Start of Block

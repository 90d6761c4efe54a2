//! Conversation narrows and their remote addressing form.

use serde::{Deserialize, Serialize};

/// Server-assigned user identifier.
pub type UserId = i64;

/// Server-assigned message identifier. Ids increase with send order.
pub type MessageId = i64;

/// A conversation view whose history is paginated independently.
///
/// Equality is structural, so a narrow can be used directly as a lookup key.
#[derive(Debug, Clone, PartialEq, Eq, Hash, Serialize, Deserialize)]
#[serde(tag = "kind", rename_all = "snake_case")]
pub enum Narrow {
    /// Every message the user can see.
    AllMessages,
    /// All topics of one stream.
    Stream { stream: String },
    /// A single topic within a stream.
    Topic { stream: String, topic: String },
    /// A private conversation. `with` holds the other participants, sorted;
    /// an empty list is the conversation with oneself.
    PrivateMessages { with: Vec<UserId> },
    /// Every private conversation.
    AllPrivateMessages,
    /// Starred messages.
    Starred,
    /// Messages mentioning the user.
    Mentioned,
    /// Full-text search results.
    Search { query: String },
}

impl Narrow {
    /// Build a stream narrow.
    pub fn stream(stream: impl Into<String>) -> Self {
        Narrow::Stream {
            stream: stream.into(),
        }
    }

    /// Build a topic narrow.
    pub fn topic(stream: impl Into<String>, topic: impl Into<String>) -> Self {
        Narrow::Topic {
            stream: stream.into(),
            topic: topic.into(),
        }
    }

    /// Build a private-conversation narrow with a canonical participant list.
    pub fn private_with(users: impl IntoIterator<Item = UserId>) -> Self {
        let mut with: Vec<UserId> = users.into_iter().collect();
        with.sort_unstable();
        with.dedup();
        Narrow::PrivateMessages { with }
    }

    /// Returns true if translating this narrow needs the caller's own user id.
    pub fn needs_own_user_id(&self) -> bool {
        matches!(self, Narrow::PrivateMessages { with } if with.is_empty())
    }

    /// Translate into the remote filter list.
    ///
    /// `own_user_id` addresses the self-conversation; it is ignored for every
    /// other narrow.
    pub fn to_filters(&self, own_user_id: Option<UserId>) -> Vec<NarrowFilter> {
        match self {
            Narrow::AllMessages => Vec::new(),
            Narrow::Stream { stream } => vec![NarrowFilter::text("stream", stream)],
            Narrow::Topic { stream, topic } => vec![
                NarrowFilter::text("stream", stream),
                NarrowFilter::text("topic", topic),
            ],
            Narrow::PrivateMessages { with } => {
                let users = if with.is_empty() {
                    own_user_id.into_iter().collect()
                } else {
                    with.clone()
                };
                vec![NarrowFilter {
                    operator: "pm-with".to_string(),
                    operand: NarrowOperand::Users(users),
                }]
            }
            Narrow::AllPrivateMessages => vec![NarrowFilter::text("is", "private")],
            Narrow::Starred => vec![NarrowFilter::text("is", "starred")],
            Narrow::Mentioned => vec![NarrowFilter::text("is", "mentioned")],
            Narrow::Search { query } => vec![NarrowFilter::text("search", query)],
        }
    }
}

/// One `{operator, operand}` term of the remote narrow filter.
#[derive(Debug, Clone, PartialEq, Eq, Serialize, Deserialize)]
pub struct NarrowFilter {
    pub operator: String,
    pub operand: NarrowOperand,
}

impl NarrowFilter {
    fn text(operator: &str, operand: &str) -> Self {
        Self {
            operator: operator.to_string(),
            operand: NarrowOperand::Text(operand.to_string()),
        }
    }
}

/// Operand of a narrow filter term.
#[derive(Debug, Clone, PartialEq, Eq, Serialize, Deserialize)]
#[serde(untagged)]
pub enum NarrowOperand {
    Text(String),
    Users(Vec<UserId>),
}
//! Retry policy: retry transient failures forever, abort on terminal ones.

use crate::backoff::{Backoff, BackoffConfig, ExponentialBackoff};
use std::fmt::Display;
use std::future::Future;
use std::sync::Arc;
use std::time::Duration;
use sync_types::SyncError;
use tracing::{debug, info, warn};

/// Classifies an error for the retry policy.
pub trait RetryClass {
    /// Returns true if retrying cannot help.
    fn is_terminal(&self) -> bool;
}

impl RetryClass for SyncError {
    fn is_terminal(&self) -> bool {
        SyncError::is_terminal(self)
    }
}

/// Hook notified before every backoff sleep.
pub trait RetryObserver: Send + Sync {
    fn on_retry(&self, label: &str, attempt: u32, delay: Duration);
}

/// Retry `operation` until it succeeds or returns a terminal error.
///
/// There is no attempt limit. `backoff` supplies the delay slept after each
/// transient failure.
pub async fn retry_until_terminal<T, E, B, Op, Fut>(
    label: &str,
    backoff: B,
    operation: Op,
) -> Result<T, E>
where
    E: RetryClass + Display,
    B: Backoff,
    Op: FnMut() -> Fut,
    Fut: Future<Output = Result<T, E>>,
{
    retry_observed(label, backoff, None, operation).await
}

async fn retry_observed<T, E, B, Op, Fut>(
    label: &str,
    mut backoff: B,
    observer: Option<&dyn RetryObserver>,
    mut operation: Op,
) -> Result<T, E>
where
    E: RetryClass + Display,
    B: Backoff,
    Op: FnMut() -> Fut,
    Fut: Future<Output = Result<T, E>>,
{
    let mut attempt: u32 = 0;

    loop {
        attempt = attempt.saturating_add(1);

        match operation().await {
            Ok(value) => {
                if attempt > 1 {
                    info!(label, attempt, "Operation succeeded after retrying");
                } else {
                    debug!(label, "Operation succeeded");
                }
                return Ok(value);
            }
            Err(e) if e.is_terminal() => {
                warn!(label, attempt, error = %e, "Operation failed with terminal error, not retrying");
                return Err(e);
            }
            Err(e) => {
                let delay = backoff.next_delay();
                warn!(
                    label,
                    attempt,
                    delay_ms = delay.as_millis() as u64,
                    error = %e,
                    "Operation failed with transient error, retrying"
                );
                if let Some(observer) = observer {
                    observer.on_retry(label, attempt, delay);
                }
                tokio::time::sleep(delay).await;
            }
        }
    }
}

/// The retry policy used for startup-critical calls.
///
/// Each [`run`](Self::run) gets its own [`ExponentialBackoff`], so backoff
/// state never leaks between invocations.
#[derive(Clone, Default)]
pub struct BackoffRetrier {
    config: BackoffConfig,
    observer: Option<Arc<dyn RetryObserver>>,
}

impl BackoffRetrier {
    pub fn new(config: BackoffConfig) -> Self {
        Self {
            config,
            observer: None,
        }
    }

    /// Attach an observer that sees every retry before its sleep.
    pub fn with_observer(mut self, observer: Arc<dyn RetryObserver>) -> Self {
        self.observer = Some(observer);
        self
    }

    pub fn config(&self) -> &BackoffConfig {
        &self.config
    }

    /// Run `operation` under this policy.
    pub async fn run<T, E, Op, Fut>(&self, label: &str, operation: Op) -> Result<T, E>
    where
        E: RetryClass + Display,
        Op: FnMut() -> Fut,
        Fut: Future<Output = Result<T, E>>,
    {
        let backoff = ExponentialBackoff::new(self.config.clone());
        retry_observed(label, backoff, self.observer.as_deref(), operation).await
    }
}
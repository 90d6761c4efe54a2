//! JSON layer for structured logging.
//!
//! Each event becomes one line with `timestamp` (RFC 3339), `level`,
//! `service`, `pid`, `target`, `message`, structured `fields`, and the
//! innermost span name when there is one.

use chrono::Utc;
use serde::Serialize;
use serde_json::{Map, Value};
use std::fmt;
use std::io::Write;
use tracing::field::{Field, Visit};
use tracing::{Event, Subscriber};
use tracing_subscriber::fmt::MakeWriter;
use tracing_subscriber::layer::Context;
use tracing_subscriber::registry::LookupSpan;
use tracing_subscriber::Layer;

/// One structured log line.
#[derive(Debug, Clone, Serialize)]
pub struct LogEntry {
    pub timestamp: String,
    pub level: &'static str,
    pub service: String,
    pub pid: u32,
    pub target: String,
    pub message: String,
    #[serde(skip_serializing_if = "Map::is_empty")]
    pub fields: Map<String, Value>,
    #[serde(skip_serializing_if = "Option::is_none")]
    pub span: Option<String>,
}

#[derive(Default)]
struct FieldVisitor {
    fields: Map<String, Value>,
    message: Option<String>,
}

impl FieldVisitor {
    fn insert(&mut self, field: &Field, value: Value) {
        if field.name() == "message" {
            self.message = Some(match value {
                Value::String(s) => s,
                other => other.to_string(),
            });
        } else {
            self.fields.insert(field.name().to_string(), value);
        }
    }
}

impl Visit for FieldVisitor {
    fn record_debug(&mut self, field: &Field, value: &dyn fmt::Debug) {
        self.insert(field, Value::String(format!("{value:?}")));
    }

    fn record_str(&mut self, field: &Field, value: &str) {
        self.insert(field, Value::String(value.to_string()));
    }

    fn record_i64(&mut self, field: &Field, value: i64) {
        self.insert(field, Value::from(value));
    }

    fn record_u64(&mut self, field: &Field, value: u64) {
        self.insert(field, Value::from(value));
    }

    fn record_bool(&mut self, field: &Field, value: bool) {
        self.insert(field, Value::Bool(value));
    }

    fn record_f64(&mut self, field: &Field, value: f64) {
        let value = serde_json::Number::from_f64(value)
            .map(Value::Number)
            .unwrap_or_else(|| Value::String(value.to_string()));
        self.insert(field, value);
    }

    fn record_error(&mut self, field: &Field, value: &(dyn std::error::Error + 'static)) {
        self.insert(field, Value::String(value.to_string()));
    }
}

/// Layer writing one JSON object per event.
pub struct JsonLayer<W> {
    service_name: String,
    pid: u32,
    make_writer: W,
}

impl<W> JsonLayer<W> {
    pub fn new(service_name: impl Into<String>, make_writer: W) -> Self {
        Self {
            service_name: service_name.into(),
            pid: std::process::id(),
            make_writer,
        }
    }
}

impl<S, W> Layer<S> for JsonLayer<W>
where
    S: Subscriber + for<'a> LookupSpan<'a>,
    W: for<'writer> MakeWriter<'writer> + 'static,
{
    fn on_event(&self, event: &Event<'_>, ctx: Context<'_, S>) {
        let mut visitor = FieldVisitor::default();
        event.record(&mut visitor);

        let metadata = event.metadata();
        let entry = LogEntry {
            timestamp: Utc::now().to_rfc3339_opts(chrono::SecondsFormat::Micros, true),
            level: metadata.level().as_str(),
            service: self.service_name.clone(),
            pid: self.pid,
            target: metadata.target().to_string(),
            message: visitor.message.unwrap_or_default(),
            fields: visitor.fields,
            span: ctx.event_span(event).map(|s| s.name().to_string()),
        };

        if let Ok(json) = serde_json::to_string(&entry) {
            let mut writer = self.make_writer.make_writer();
            let _ = writeln!(writer, "{json}");
        }
    }
}
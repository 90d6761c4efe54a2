//! Sync error taxonomy.

use serde::Serialize;
use thiserror::Error;

/// Error type for remote calls made by the sync core.
///
/// Errors fall into two classes. Terminal errors (client-addressing and
/// authorization faults) mean retrying the same call is futile. Everything
/// else is transient.
#[derive(Debug, Clone, PartialEq, Eq, Error, Serialize)]
#[serde(tag = "kind", rename_all = "snake_case")]
pub enum SyncError {
    /// Server rejected the request with a 4xx status.
    #[error("Request rejected: {status} - {message}")]
    Client {
        status: u16,
        /// Machine-readable error code from the response body, if any.
        code: Option<String>,
        message: String,
    },

    /// The request was invalid before it was ever sent.
    #[error("Invalid request: {reason}")]
    InvalidRequest { reason: String },

    /// Server failed with a 5xx status.
    #[error("Server error: {status} - {message}")]
    Server { status: u16, message: String },

    /// Connection-level failure.
    #[error("Network error: {reason}")]
    Network { reason: String },

    /// The request timed out.
    #[error("Request timed out")]
    Timeout,

    /// The response could not be decoded.
    #[error("Malformed response: {reason}")]
    MalformedResponse { reason: String },
}

impl SyncError {
    /// Returns true if retrying the same call cannot succeed.
    pub fn is_terminal(&self) -> bool {
        matches!(
            self,
            SyncError::Client { .. } | SyncError::InvalidRequest { .. }
        )
    }

    /// Returns true if the operation can be retried.
    pub fn is_transient(&self) -> bool {
        !self.is_terminal()
    }

    pub fn invalid_request(reason: impl Into<String>) -> Self {
        SyncError::InvalidRequest {
            reason: reason.into(),
        }
    }

    pub fn network(reason: impl Into<String>) -> Self {
        SyncError::Network {
            reason: reason.into(),
        }
    }

    pub fn malformed(reason: impl Into<String>) -> Self {
        SyncError::MalformedResponse {
            reason: reason.into(),
        }
    }
}

/// Result type alias using SyncError.
pub type SyncResult<T> = Result<T, SyncError>;
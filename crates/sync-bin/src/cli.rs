//! Command line arguments.

use anyhow::{bail, Result};
use clap::{Args as ClapArgs, Parser, Subcommand};
use std::path::PathBuf;
use sync_types::{Anchor, Narrow, UserId};

/// realm-sync: bootstrap a realm session and page through message history.
#[derive(Parser, Debug)]
#[command(name = "realm-sync")]
#[command(about = "Bootstrap a realm session and page through message history")]
pub struct Args {
    /// Realm base URL (overrides the config file).
    #[arg(long, env = "REALM_SYNC_REALM_URL")]
    pub realm: Option<String>,

    /// Login email.
    #[arg(long, env = "REALM_SYNC_EMAIL")]
    pub email: String,

    /// API key for the login email.
    #[arg(long, env = "REALM_SYNC_API_KEY", hide_env_values = true)]
    pub api_key: String,

    /// Directory holding config.json and logs (default ~/.realm-sync).
    #[arg(long, env = "REALM_SYNC_HOME")]
    pub base_dir: Option<PathBuf>,

    /// Log level (trace, debug, info, warn, error)
    #[arg(long)]
    pub log_level: Option<String>,

    #[command(subcommand)]
    pub command: Command,
}

#[derive(Subcommand, Debug)]
pub enum Command {
    /// Register a session and print every emitted signal.
    Bootstrap,
    /// Bootstrap, then open a narrow around an anchor.
    Fetch {
        #[command(flatten)]
        narrow: NarrowArgs,
        /// Message id, or one of newest, oldest, first_unread.
        #[arg(long, default_value = "first_unread", value_parser = parse_anchor)]
        anchor: Anchor,
    },
    /// Bootstrap, open a narrow at the newest message, then page older once.
    Older {
        #[command(flatten)]
        narrow: NarrowArgs,
    },
    /// Upload a file and queue a message linking to it.
    Upload {
        #[command(flatten)]
        narrow: NarrowArgs,
        /// Local file to upload.
        path: PathBuf,
        /// Name shown in the message (defaults to the file name).
        #[arg(long)]
        name: Option<String>,
    },
}

/// Selects the narrow a command works on. Without flags, all messages.
#[derive(ClapArgs, Debug, Default, Clone)]
pub struct NarrowArgs {
    #[arg(long)]
    pub stream: Option<String>,
    /// Topic within --stream.
    #[arg(long, requires = "stream")]
    pub topic: Option<String>,
    /// Comma-separated user ids of a private conversation.
    #[arg(long, value_delimiter = ',', conflicts_with = "stream")]
    pub pm_with: Vec<UserId>,
    /// All private messages.
    #[arg(long, conflicts_with_all = ["stream", "pm_with"])]
    pub private: bool,
    #[arg(long)]
    pub starred: bool,
    #[arg(long)]
    pub mentioned: bool,
    #[arg(long)]
    pub search: Option<String>,
}

impl NarrowArgs {
    pub fn to_narrow(&self) -> Result<Narrow> {
        let flags = [
            self.stream.is_some(),
            !self.pm_with.is_empty(),
            self.private,
            self.starred,
            self.mentioned,
            self.search.is_some(),
        ];
        if flags.iter().filter(|set| **set).count() > 1 {
            bail!("choose at most one of --stream, --pm-with, --private, --starred, --mentioned, --search");
        }

        let narrow = match (&self.stream, &self.topic) {
            (Some(stream), Some(topic)) => Narrow::topic(stream.clone(), topic.clone()),
            (Some(stream), None) => Narrow::stream(stream.clone()),
            (None, Some(_)) => bail!("--topic requires --stream"),
            (None, None) if !self.pm_with.is_empty() => {
                Narrow::private_with(self.pm_with.iter().copied())
            }
            (None, None) if self.private => Narrow::AllPrivateMessages,
            (None, None) if self.starred => Narrow::Starred,
            (None, None) if self.mentioned => Narrow::Mentioned,
            (None, None) => match &self.search {
                Some(query) => Narrow::Search {
                    query: query.clone(),
                },
                None => Narrow::AllMessages,
            },
        };
        Ok(narrow)
    }
}

pub fn parse_anchor(raw: &str) -> Result<Anchor, String> {
    match raw {
        "newest" => Ok(Anchor::Newest),
        "oldest" => Ok(Anchor::Oldest),
        "first_unread" => Ok(Anchor::FirstUnread),
        other => other
            .parse()
            .map(Anchor::Message)
            .map_err(|_| format!("expected a message id or newest/oldest/first_unread, got {other:?}")),
    }
}
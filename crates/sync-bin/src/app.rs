//! Wiring of the sync core against a live realm.

use crate::cli::{Command, NarrowArgs};
use crate::sink::PrintingSink;
use anyhow::{bail, Context, Result};
use backoff_retrier::{BackoffConfig, BackoffRetrier};
use bootstrap_orchestrator::{BootstrapConfig, BootstrapOrchestrator, BootstrapOutcome};
use message_fetch_coordinator::{
    upload_attachment, FetchCoordinatorConfig, MemorySessionStore, MessageFetchCoordinator,
};
use std::path::Path;
use std::sync::Arc;
use std::time::Duration;
use sync_api_client::{ApiClient, ApiCredentials};
use sync_config_and_utils::{BackoffSettings, Config};
use sync_types::{Anchor, Direction, FetchOutcome, ServerVersion};
use tracing::info;

pub fn backoff_config(settings: &BackoffSettings) -> BackoffConfig {
    BackoffConfig {
        initial_delay: Duration::from_millis(settings.initial_delay_ms),
        max_delay: Duration::from_millis(settings.max_delay_ms),
        multiplier: settings.multiplier,
        jitter: settings.jitter,
    }
}

/// One session's worth of sync components.
pub struct App {
    client: Arc<ApiClient>,
    store: Arc<MemorySessionStore>,
    coordinator: Arc<MessageFetchCoordinator>,
    orchestrator: BootstrapOrchestrator,
}

impl App {
    pub fn new(config: &Config, credentials: ApiCredentials) -> Result<Self> {
        let realm = config.realm_url()?;
        let client = Arc::new(
            ApiClient::new(
                realm,
                credentials,
                Duration::from_secs(config.request_timeout_secs),
            )
            .context("Failed to build HTTP client")?,
        );
        info!(realm = %client.realm(), "Using realm");
        let min_recent_pm_version: ServerVersion = config
            .min_recent_pm_version
            .parse()
            .context("min_recent_pm_version")?;

        let store = Arc::new(MemorySessionStore::new());
        let sink = Arc::new(PrintingSink::stdout(store.clone()));
        let coordinator = Arc::new(MessageFetchCoordinator::with_config(
            client.clone(),
            sink.clone(),
            FetchCoordinatorConfig {
                messages_per_request: config.messages_per_request,
                legacy_recent_pm_count: config.legacy_recent_pm_count,
            },
        ));
        let orchestrator =
            BootstrapOrchestrator::new(client.clone(), coordinator.clone(), store.clone(), sink)
                .with_retrier(BackoffRetrier::new(backoff_config(&config.backoff)))
                .with_config(BootstrapConfig {
                    min_recent_pm_version,
                    ..Default::default()
                });

        Ok(Self {
            client,
            store,
            coordinator,
            orchestrator,
        })
    }

    pub async fn run(&self, command: Command) -> Result<()> {
        match command {
            Command::Bootstrap => {
                self.bootstrap().await?;
            }
            Command::Fetch { narrow, anchor } => {
                self.bootstrap().await?;
                self.open(&narrow, anchor).await?;
            }
            Command::Older { narrow } => {
                self.bootstrap().await?;
                let narrow_value = self.open(&narrow, Anchor::Newest).await?;
                let outcome = self
                    .coordinator
                    .fetch_older(self.store.as_ref(), &narrow_value)
                    .await?;
                report_page(Direction::Older, outcome.as_ref());
            }
            Command::Upload { narrow, path, name } => {
                self.upload(&narrow, &path, name).await?;
            }
        }
        Ok(())
    }

    async fn bootstrap(&self) -> Result<()> {
        let outcome = self.orchestrator.run().await?;
        println!("{}", serde_json::to_string(&outcome)?);
        match outcome {
            BootstrapOutcome::Ready(report) => {
                info!(
                    server_version = %report.server_version,
                    queue_id = %report.queue_id,
                    "Session ready"
                );
                Ok(())
            }
            BootstrapOutcome::LoggedOut { cause } => bail!("Logged out: {cause}"),
        }
    }

    async fn open(&self, narrow: &NarrowArgs, anchor: Anchor) -> Result<sync_types::Narrow> {
        let narrow = narrow.to_narrow()?;
        let outcome = self
            .coordinator
            .fetch_messages_in_narrow(self.store.as_ref(), &narrow, anchor)
            .await?;
        match outcome {
            Some(outcome) => info!(
                count = outcome.messages.len(),
                found_oldest = outcome.found_oldest,
                found_newest = outcome.found_newest,
                "Narrow opened"
            ),
            None => info!(?narrow, "Narrow already caught up"),
        }
        Ok(narrow)
    }

    async fn upload(&self, narrow: &NarrowArgs, path: &Path, name: Option<String>) -> Result<()> {
        let narrow = narrow.to_narrow()?;
        let name = match name {
            Some(name) => name,
            None => path
                .file_name()
                .map(|n| n.to_string_lossy().into_owned())
                .with_context(|| format!("{} has no file name", path.display()))?,
        };
        let content = upload_attachment(
            self.client.as_ref(),
            self.store.as_ref(),
            &narrow,
            path,
            &name,
        )
        .await?;
        println!("{}", serde_json::json!({ "queued": content }));
        Ok(())
    }
}

fn report_page(direction: Direction, outcome: Option<&FetchOutcome>) {
    match outcome {
        Some(outcome) => info!(
            ?direction,
            count = outcome.messages.len(),
            "Page fetched"
        ),
        None => info!(?direction, "Page skipped"),
    }
}
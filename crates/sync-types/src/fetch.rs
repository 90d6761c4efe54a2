//! Pagination model: anchors, fetch windows, per-narrow fetch state, outcomes.

use crate::narrow::MessageId;
use serde::de::Error as _;
use serde::{Deserialize, Deserializer, Serialize, Serializer};

/// The point around which a page of messages is requested.
#[derive(Debug, Clone, Copy, Default, PartialEq, Eq, Hash)]
pub enum Anchor {
    /// A concrete message id.
    Message(MessageId),
    /// The user's first unread message in the narrow.
    #[default]
    FirstUnread,
    /// The newest message in the narrow.
    Newest,
    /// The oldest message in the narrow.
    Oldest,
}

impl Anchor {
    /// The value sent as the `anchor` request parameter.
    pub fn as_param(&self) -> String {
        match self {
            Anchor::Message(id) => id.to_string(),
            Anchor::FirstUnread => "first_unread".to_string(),
            Anchor::Newest => "newest".to_string(),
            Anchor::Oldest => "oldest".to_string(),
        }
    }
}

impl Serialize for Anchor {
    fn serialize<S: Serializer>(&self, serializer: S) -> Result<S::Ok, S::Error> {
        match self {
            Anchor::Message(id) => serializer.serialize_i64(*id),
            Anchor::FirstUnread => serializer.serialize_str("first_unread"),
            Anchor::Newest => serializer.serialize_str("newest"),
            Anchor::Oldest => serializer.serialize_str("oldest"),
        }
    }
}

#[derive(Deserialize)]
#[serde(untagged)]
enum RawAnchor {
    Id(MessageId),
    Symbol(String),
}

impl<'de> Deserialize<'de> for Anchor {
    fn deserialize<D: Deserializer<'de>>(deserializer: D) -> Result<Self, D::Error> {
        match RawAnchor::deserialize(deserializer)? {
            RawAnchor::Id(id) => Ok(Anchor::Message(id)),
            RawAnchor::Symbol(symbol) => match symbol.as_str() {
                "first_unread" => Ok(Anchor::FirstUnread),
                "newest" => Ok(Anchor::Newest),
                "oldest" => Ok(Anchor::Oldest),
                other => Err(D::Error::custom(format!("unknown anchor: {other}"))),
            },
        }
    }
}

/// Pagination direction relative to what is already loaded.
#[derive(Debug, Clone, Copy, PartialEq, Eq, Hash, Serialize, Deserialize)]
#[serde(rename_all = "snake_case")]
pub enum Direction {
    Older,
    Newer,
}

/// Parameters of one paginated fetch.
#[derive(Debug, Clone, Copy, PartialEq, Eq, Hash, Serialize, Deserialize)]
pub struct FetchWindow {
    pub anchor: Anchor,
    pub num_before: u32,
    pub num_after: u32,
}

impl FetchWindow {
    /// A real request asks for at least one message.
    pub fn is_valid(&self) -> bool {
        self.num_before as u64 + self.num_after as u64 > 0
    }

    /// Returns true if this window reaches into older history.
    pub fn reaches_older(&self) -> bool {
        self.num_before > 0
    }

    /// Returns true if this window reaches into newer history.
    pub fn reaches_newer(&self) -> bool {
        self.num_after > 0
    }
}

/// Per-narrow fetch flags, owned by the session store.
#[derive(Debug, Clone, Copy, Default, PartialEq, Eq, Serialize, Deserialize)]
pub struct ScopeFetchState {
    pub fetching_older: bool,
    pub fetching_newer: bool,
    pub caught_up_older: bool,
    pub caught_up_newer: bool,
    pub first_message_id: Option<MessageId>,
    pub last_message_id: Option<MessageId>,
}

impl ScopeFetchState {
    pub fn is_fetching(&self, direction: Direction) -> bool {
        match direction {
            Direction::Older => self.fetching_older,
            Direction::Newer => self.fetching_newer,
        }
    }

    pub fn is_caught_up_in(&self, direction: Direction) -> bool {
        match direction {
            Direction::Older => self.caught_up_older,
            Direction::Newer => self.caught_up_newer,
        }
    }

    /// Known boundary message id on the given side, if any.
    pub fn boundary(&self, direction: Direction) -> Option<MessageId> {
        match direction {
            Direction::Older => self.first_message_id,
            Direction::Newer => self.last_message_id,
        }
    }

    /// No further history exists in either direction.
    pub fn is_fully_caught_up(&self) -> bool {
        self.caught_up_older && self.caught_up_newer
    }
}

/// A message as returned by the server.
///
/// Only the id is typed; everything else is passed through untouched.
#[derive(Debug, Clone, PartialEq, Serialize, Deserialize)]
pub struct Message {
    pub id: MessageId,
    #[serde(flatten)]
    pub fields: serde_json::Map<String, serde_json::Value>,
}

impl Message {
    pub fn new(id: MessageId) -> Self {
        Self {
            id,
            fields: serde_json::Map::new(),
        }
    }
}

/// Result of a successful fetch.
#[derive(Debug, Clone, Default, PartialEq, Serialize, Deserialize)]
pub struct FetchOutcome {
    pub messages: Vec<Message>,
    pub found_newest: bool,
    pub found_oldest: bool,
    #[serde(default)]
    pub found_anchor: bool,
}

End of Block

### [WORK TASK]
Out of the records, collect only those lines that contain the string "insert".

### [SOLUTION FOR THIS PROBLEM]
    fn insert(&mut self, field: &Field, value: Value) {
            self.fields.insert(field.name().to_string(), value);
        self.insert(field, Value::String(format!("{value:?}")));
        self.insert(field, Value::String(value.to_string()));
        self.insert(field, Value::from(value));
        self.insert(field, Value::from(value));
        self.insert(field, Value::Bool(value));
        self.insert(field, value);
        self.insert(field, Value::String(value.to_string()));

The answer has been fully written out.